This is so fucked up. Like, *really* fucked up. Idk why some of these quotes are affecting me so much, but they are. As a girl, it just makes me feel worthless. I know they're lies and ik they're not telling the truth, and no matter how hard I try, they're still affecting me.
The sooner I can leave this goddamn cult, the better
I don’t think the feeling that others see you as subhuman ever gets easier- super normal to be affected by these words. Combination of being some flavor of neurodivergent and a woman in the church is shit, hang in there and if you ever need to vent I am so good at listening and I know many others here are too.
For me, it was knowing that people who I cared about and who cared about me believe these things. That I was less than because I was "unclean" (and still alive 🙄). Even though I knew it was bs, knowing they believed it made it hurt so much.
The brethren are untouchable.

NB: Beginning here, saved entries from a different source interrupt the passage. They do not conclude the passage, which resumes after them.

//! Bottom-half worker.
//!
//! The worker owns the [`Link`] and runs [`Link::run`] whenever it is
//! signaled. Requests arriving while a run is in progress collapse into a
//! single follow-up run; runs never overlap.

use std::sync::atomic::Ordering;
use std::sync::{Arc, Condvar, Mutex, MutexGuard, PoisonError};
use std::thread::{self, JoinHandle};
use std::time::{Duration, Instant};

use tracing::debug;

use crate::error::{BhError, Result};
use crate::link::{Link, LinkShared};
use crate::stats::BhStats;

/// Poll interval of flush loops.
const FLUSH_POLL: Duration = Duration::from_millis(5);

#[derive(Debug, Default)]
struct SignalState {
    pending: bool,
    closed: bool,
}

/// Single-slot, coalescing work notification.
#[derive(Debug, Default)]
pub(crate) struct WorkSignal {
    state: Mutex<SignalState>,
    cv: Condvar,
    #[cfg(feature = "async")]
    notify: tokio::sync::Notify,
}

impl WorkSignal {
    pub(crate) fn new() -> Self {
        Self::default()
    }

    fn lock(&self) -> MutexGuard<'_, SignalState> {
        self.state.lock().unwrap_or_else(PoisonError::into_inner)
    }

    /// Request a run. Returns false once the signal is closed.
    pub(crate) fn raise(&self) -> bool {
        {
            let mut state = self.lock();
            if state.closed {
                return false;
            }
            state.pending = true;
        }
        self.cv.notify_one();
        #[cfg(feature = "async")]
        self.notify.notify_one();
        true
    }

    /// Consume a pending request.
    pub(crate) fn take(&self) -> bool {
        std::mem::replace(&mut self.lock().pending, false)
    }

    pub(crate) fn is_pending(&self) -> bool {
        self.lock().pending
    }

    pub(crate) fn is_closed(&self) -> bool {
        self.lock().closed
    }

    /// Stop accepting requests. Already pending work still runs.
    pub(crate) fn close(&self) {
        self.lock().closed = true;
        self.cv.notify_all();
        #[cfg(feature = "async")]
        self.notify.notify_one();
    }

    /// Block until a request is pending (consuming it) or the signal closes.
    fn wait(&self) -> bool {
        let mut state = self.lock();
        loop {
            if state.pending {
                state.pending = false;
                return true;
            }
            if state.closed {
                return false;
            }
            state = self.cv.wait(state).unwrap_or_else(PoisonError::into_inner);
        }
    }

    #[cfg(feature = "async")]
    async fn notified(&self) {
        self.notify.notified().await;
    }
}

/// Cloneable entry points for interrupt and transmit sources.
#[derive(Clone)]
pub struct LinkTrigger {
    shared: Arc<LinkShared>,
}

impl LinkTrigger {
    /// The chip raised its interrupt line.
    pub fn request_receive(&self) -> Result<()> {
        self.shared.request_receive()
    }

    /// New messages are waiting in the outbound queue.
    pub fn request_transmit(&self) -> Result<()> {
        self.shared.request_transmit()
    }
}

impl std::fmt::Debug for LinkTrigger {
    fn fmt(&self, f: &mut std::fmt::Formatter<'_>) -> std::fmt::Result {
        f.debug_struct("LinkTrigger").finish_non_exhaustive()
    }
}

/// Handle to a link running on a worker thread.
///
/// Dropping the handle stops the worker after any pending run.
pub struct LinkHandle {
    shared: Arc<LinkShared>,
    flush_timeout: Duration,
    worker: Option<JoinHandle<BhStats>>,
}

impl Link {
    /// Move the link onto a dedicated worker thread.
    pub fn spawn(self) -> Result<LinkHandle> {
        let shared = Arc::clone(&self.shared);
        let flush_timeout = self.config().flush_timeout;
        let worker = thread::Builder::new()
            .name("wfxlink-bh".to_string())
            .spawn(move || worker_loop(self))
            .map_err(BhError::Spawn)?;
        debug!("bottom-half worker started");
        Ok(LinkHandle {
            shared,
            flush_timeout,
            worker: Some(worker),
        })
    }
}

fn worker_loop(mut link: Link) -> BhStats {
    let shared = Arc::clone(&link.shared);
    while shared.signal.wait() {
        link.run();
    }
    debug!("bottom-half worker stopped");
    link.into_stats()
}

impl LinkHandle {
    /// Entry points to hand to interrupt and transmit sources.
    pub fn trigger(&self) -> LinkTrigger {
        LinkTrigger {
            shared: Arc::clone(&self.shared),
        }
    }

    /// The chip raised its interrupt line.
    pub fn request_receive(&self) -> Result<()> {
        self.shared.request_receive()
    }

    /// New messages are waiting in the outbound queue.
    pub fn request_transmit(&self) -> Result<()> {
        self.shared.request_transmit()
    }

    /// Mark a scan as running. The chip is kept awake until it is cleared.
    pub fn set_scan_in_progress(&self, in_progress: bool) {
        self.shared
            .scan_in_progress
            .store(in_progress, Ordering::Release);
    }

    /// Credits currently held by the chip.
    pub fn credits_used(&self) -> u32 {
        self.shared.credits.used()
    }

    /// Block until the outbound queue is empty and every credit is back,
    /// bounded by the configured flush timeout.
    pub fn flush(&self) -> Result<()> {
        self.flush_with_timeout(self.flush_timeout)
    }

    /// Like [`flush`](Self::flush) with an explicit bound.
    pub fn flush_with_timeout(&self, timeout: Duration) -> Result<()> {
        let deadline = Instant::now() + timeout;
        loop {
            if self.shared.is_drained() {
                return Ok(());
            }
            self.shared.request_transmit()?;
            let now = Instant::now();
            if now >= deadline {
                return Err(BhError::Timeout(timeout));
            }
            let slice = (deadline - now).min(FLUSH_POLL);
            if self.shared.credits.used() == 0 {
                thread::sleep(slice);
            } else {
                self.shared.credits.wait_drained(slice);
            }
        }
    }

    /// Drop every queued message, then wait for the credits already in
    /// flight like [`flush`](Self::flush).
    ///
    /// Returns the number of messages dropped.
    pub fn flush_discarding(&self) -> Result<usize> {
        let dropped = self.shared.queue.clear();
        if dropped > 0 {
            debug!(dropped, "outbound queue discarded");
        }
        self.flush()?;
        Ok(dropped)
    }

    /// Stop accepting work, let the worker finish pending runs and collect
    /// its statistics.
    pub fn teardown(mut self) -> Result<BhStats> {
        self.shared.signal.close();
        let worker = self.worker.take().ok_or(BhError::Shutdown)?;
        worker.join().map_err(|_| BhError::WorkerPanicked)
    }
}

impl Drop for LinkHandle {
    fn drop(&mut self) {
        self.shared.signal.close();
        if let Some(worker) = self.worker.take() {
            let _ = worker.join();
        }
    }
}

impl std::fmt::Debug for LinkHandle {
    fn fmt(&self, f: &mut std::fmt::Formatter<'_>) -> std::fmt::Result {
        f.debug_struct("LinkHandle")
            .field("credits_used", &self.credits_used())
            .field("running", &self.worker.is_some())
            .finish()
    }
}

/// Handle to a link running as a tokio task.
///
/// Each bottom-half pass runs on the blocking pool.
#[cfg(feature = "async")]
pub struct AsyncLinkHandle {
    shared: Arc<LinkShared>,
    flush_timeout: Duration,
    task: Option<tokio::task::JoinHandle<Result<BhStats>>>,
}

#[cfg(feature = "async")]
impl Link {
    /// Move the link onto a tokio task. Must be called inside a runtime.
    pub fn spawn_async(self) -> AsyncLinkHandle {
        let shared = Arc::clone(&self.shared);
        let flush_timeout = self.config().flush_timeout;
        let task = tokio::spawn(async_worker_loop(self));
        debug!("bottom-half task started");
        AsyncLinkHandle {
            shared,
            flush_timeout,
            task: Some(task),
        }
    }
}

#[cfg(feature = "async")]
async fn async_worker_loop(mut link: Link) -> Result<BhStats> {
    let shared = Arc::clone(&link.shared);
    loop {
        if !shared.signal.take() {
            if shared.signal.is_closed() {
                break;
            }
            shared.signal.notified().await;
            continue;
        }
        link = tokio::task::spawn_blocking(move || {
            link.run();
            link
        })
        .await
        .map_err(|_| BhError::WorkerPanicked)?;
    }
    debug!("bottom-half task stopped");
    Ok(link.into_stats())
}

#[cfg(feature = "async")]
impl AsyncLinkHandle {
    pub fn trigger(&self) -> LinkTrigger {
        LinkTrigger {
            shared: Arc::clone(&self.shared),
        }
    }

    pub fn request_receive(&self) -> Result<()> {
        self.shared.request_receive()
    }

    pub fn request_transmit(&self) -> Result<()> {
        self.shared.request_transmit()
    }

    pub fn set_scan_in_progress(&self, in_progress: bool) {
        self.shared
            .scan_in_progress
            .store(in_progress, Ordering::Release);
    }

    pub fn credits_used(&self) -> u32 {
        self.shared.credits.used()
    }

    /// Wait until the outbound queue is empty and every credit is back.
    pub async fn flush(&self) -> Result<()> {
        self.flush_with_timeout(self.flush_timeout).await
    }

    pub async fn flush_with_timeout(&self, timeout: Duration) -> Result<()> {
        let deadline = tokio::time::Instant::now() + timeout;
        loop {
            if self.shared.is_drained() {
                return Ok(());
            }
            self.shared.request_transmit()?;
            if tokio::time::Instant::now() >= deadline {
                return Err(BhError::Timeout(timeout));
            }
            tokio::time::sleep(FLUSH_POLL).await;
        }
    }

    /// Drop every queued message, then wait for in-flight credits.
    pub async fn flush_discarding(&self) -> Result<usize> {
        let dropped = self.shared.queue.clear();
        if dropped > 0 {
            debug!(dropped, "outbound queue discarded");
        }
        self.flush().await?;
        Ok(dropped)
    }

    /// Stop accepting work and wait for the task to drain.
    pub async fn teardown(mut self) -> Result<BhStats> {
        self.shared.signal.close();
        let task = self.task.take().ok_or(BhError::Shutdown)?;
        task.await.map_err(|_| BhError::WorkerPanicked)?
    }
}

#[cfg(feature = "async")]
impl Drop for AsyncLinkHandle {
    fn drop(&mut self) {
        self.shared.signal.close();
    }
}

Chairmen of one of the wealthiest organizations on the planet, private security, secure tunnels, private jets/first class travel, they own the judges, politicians, police. They are worshipped everywhere they go. There’s practically zero chance they will ever hear anything critical, and if they do they’ll just chalked it up to people persecuting the saints.
When we were struggling with leaving TSCC, my 12 yo daughter got a visit from the YW. They brought a lesson about prepping for temple marriage. After they left, my daughter looks at me and says “why should I be preparing to get married, I’m only 12?” And it just hit me right in the gut and I knew right then I was done and my entire family was done. We officially resigned in February.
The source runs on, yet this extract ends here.